Le creux postérieur au 4 juillet n’a pas duré longtemps, les taux de rejet des offres étant remontés à 15,9%. Bien que ce soit une bonne nouvelle pour les transporteurs, les dépenses de consommation ne restent amorties que temporairement par les chèques de chômage, qui ne durent que jusqu'au 31 juillet. Dans les régions où les cas de COVID-19 continuent de croître, des verrouillages pourraient arriver. Mais les volumes de fret n’ont pas été la principale victime du premier verrouillage.

«Il existe de nombreuses industries de services qui ne transportent pas une tonne de fret par elles-mêmes», a déclaré Andrew Cox, analyste de recherche chez FreightWaves. «Si ces industries sont verrouillées et que les habitants de ces régions ne peuvent pas s’y rendre, ils peuvent transférer leurs achats vers des biens. Vous pouvez voir une autre explosion d'épicerie comme nous l'avons vu en mars et avril. Les transporteurs ne sont pas dans une si mauvaise position cette fois-ci avec les verrouillages car ils étaient les derniers. Je ne pense pas qu’ils seront aussi sévères. »
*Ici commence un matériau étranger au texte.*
//! Repository handle
//!
//! A [`Repository`] owns every storage area of one repository (objects, index,
//! refs, working tree, merge state) plus its [`Config`] and the writer commands
//! print to. Nothing is global: two handles on two directories are fully
//! independent, which is what fetch and push rely on.

use crate::areas::database::Database;
use crate::areas::index::Index;
use crate::areas::merge_state::{MERGE_CONFLICTS_FILE, MergeState};
use crate::areas::refs::Refs;
use crate::areas::workspace::Workspace;
use crate::artifacts::branch::HEAD_REF_NAME;
use crate::artifacts::branch::ref_name::RefName;
use crate::artifacts::branch::revision::Revision;
use crate::artifacts::index::index_entry::{IndexEntry, validate_path};
use crate::artifacts::log::rev_list::{self, CommitWalk};
use crate::artifacts::merge::MergeOutcome;
use crate::artifacts::merge::merge_base::MergeBaseFinder;
use crate::artifacts::merge::resolver::Resolver;
use crate::artifacts::objects::commit::Commit;
use crate::artifacts::objects::object_id::ObjectId;
use crate::artifacts::objects::object_type::ObjectType;
use crate::artifacts::tree::FlatTree;
use crate::artifacts::tree::builder;
use crate::artifacts::tree::flatten::flatten;
use crate::config::Config;
use crate::errors::{Error, IoContext, Result};
use std::cell::{RefCell, RefMut};
use std::collections::HashSet;
use std::io::Write;
use std::path::{Path, PathBuf};

const OBJECTS_DIR: &str = "objects";
const INDEX_FILE: &str = "index";

/// An object met while walking history, tagged with how to expand it
enum Reachable {
    Commit(ObjectId),
    Tree(ObjectId),
    Blob(ObjectId),
}

impl Reachable {
    fn oid(&self) -> &ObjectId {
        match self {
            Reachable::Commit(oid) | Reachable::Tree(oid) | Reachable::Blob(oid) => oid,
        }
    }

    fn into_oid(self) -> ObjectId {
        match self {
            Reachable::Commit(oid) | Reachable::Tree(oid) | Reachable::Blob(oid) => oid,
        }
    }
}

pub struct Repository {
    /// Working tree root
    path: Box<Path>,
    config: Config,
    writer: RefCell<Box<dyn Write>>,
    index: RefCell<Index>,
    database: Database,
    workspace: Workspace,
    refs: Refs,
    merge_state: MergeState,
}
«C'est une circonstance surprenante si vous superposez la saisonnalité à ce qui se passe traditionnellement à cette période de l'année», a déclaré Zach Strickland, directeur de l'intelligence du marché du fret chez FreightWaves. «Normalement, nous aurions vu notre pic saisonnier en juin. Les taux de rejet d'offres peuvent augmenter pendant les vacances du 4 juillet en raison des conditions du côté de l'offre, mais cette année, ils ont baissé et tout à coup, ils sont remontés à 15,9% alors qu'il était de 15%. La direction est ce qui est important, surtout à cette période de l’année. »

Juillet est généralement un mois plus doux, donc ces modèles de volume actuels qui reflètent les surtensions d'avant le quatrième juillet sont un développement curieux, qui s'étend à toutes les régions. Craig Montgomery, vice-président senior de l'image de marque mondiale chez PowerFleet, a observé une augmentation de l'activité de fabrication et de logistique.
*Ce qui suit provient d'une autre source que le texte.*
use crate::areas::repository::Repository;
use crate::artifacts::objects::object::hash_object;
use crate::artifacts::objects::object_type::ObjectType;
use anyhow::Context;
use std::path::Path;

impl Repository {
    pub fn hash_object(&self, file: &Path, write: bool) -> anyhow::Result<()> {
        let content = std::fs::read(file)
            .with_context(|| format!("could not read {}", file.display()))?;

        let oid = if write {
            self.database().put(ObjectType::Blob, &content)?
        } else {
            hash_object(ObjectType::Blob, &content)?
        };

        writeln!(self.writer(), "{oid}")?;

        Ok(())
    }
}
use crate::areas::database::Database;
use crate::areas::workspace::Workspace;
use crate::artifacts::objects::object_id::ObjectId;
use crate::errors::Result;
use bytes::Bytes;

const NULL_OID: &str = "0000000";
const NULL_PATH: &str = "/dev/null";

/// Where the content of one side of a diff lives
#[derive(Clone, Copy)]
pub enum ContentSource<'r> {
    /// Stored blobs (a commit tree or the index)
    Database(&'r Database),
    /// Files as they are now
    Workspace(&'r Workspace),
}

/// One side of a file diff; `oid` is `None` when the file does not exist there
#[derive(Debug, Clone)]
pub struct DiffTarget {
    pub path: String,
    pub oid: Option<ObjectId>,
    pub content: Bytes,
}

impl DiffTarget {
    pub fn load(path: &str, oid: Option<&ObjectId>, source: ContentSource<'_>) -> Result<Self> {
        let content = match (oid, source) {
            (None, _) => Bytes::new(),
            (Some(oid), ContentSource::Database(database)) => database.load_blob(oid)?.into_content(),
            (Some(_), ContentSource::Workspace(workspace)) => workspace.read_file(path)?,
        };

        Ok(DiffTarget {
            path: path.to_string(),
            oid: oid.cloned(),
            content,
        })
    }

    /// `a/<path>` style header path, `/dev/null` for a missing side
    pub fn diff_path(&self, prefix: &str) -> String {
        match self.oid {
            Some(_) => format!("{prefix}/{}", self.path),
            None => NULL_PATH.to_string(),
        }
    }

    pub fn short_oid(&self) -> String {
        self.oid
            .as_ref()
            .map(ObjectId::to_short_oid)
            .unwrap_or_else(|| NULL_OID.to_string())
    }
}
«Avec la saison normale des vacances d'été perturbée par les impacts du COVID-19 et de nombreux États revenant à diverses commandes de séjour à la maison, l'activité de fabrication et de logistique semble augmenter dans des domaines tels que les matériaux de rénovation domiciliaire et les biens de consommation durables, ainsi que demande en produits alimentaires, boissons et soins de santé », a déclaré Montgomery.

Le graphique ci-dessus de l'indice de rejet des appels d'offres de Van Outbound montre que si toutes les régions des États-Unis affichent des taux de rejet croissants, la région du sud-ouest, en jaune, prend la tête avec 21,34%.

Les marchés les plus perturbateurs sont Dallas et Fort Worth au Texas, ainsi qu'Allentown, en Pennsylvanie, et Grand Rapids, au Michigan. Le marché d'Atlanta, cependant, montre des taux en hausse pour le rejet d'offres reefer sortant, mais le taux global de rejet d'offres diminue.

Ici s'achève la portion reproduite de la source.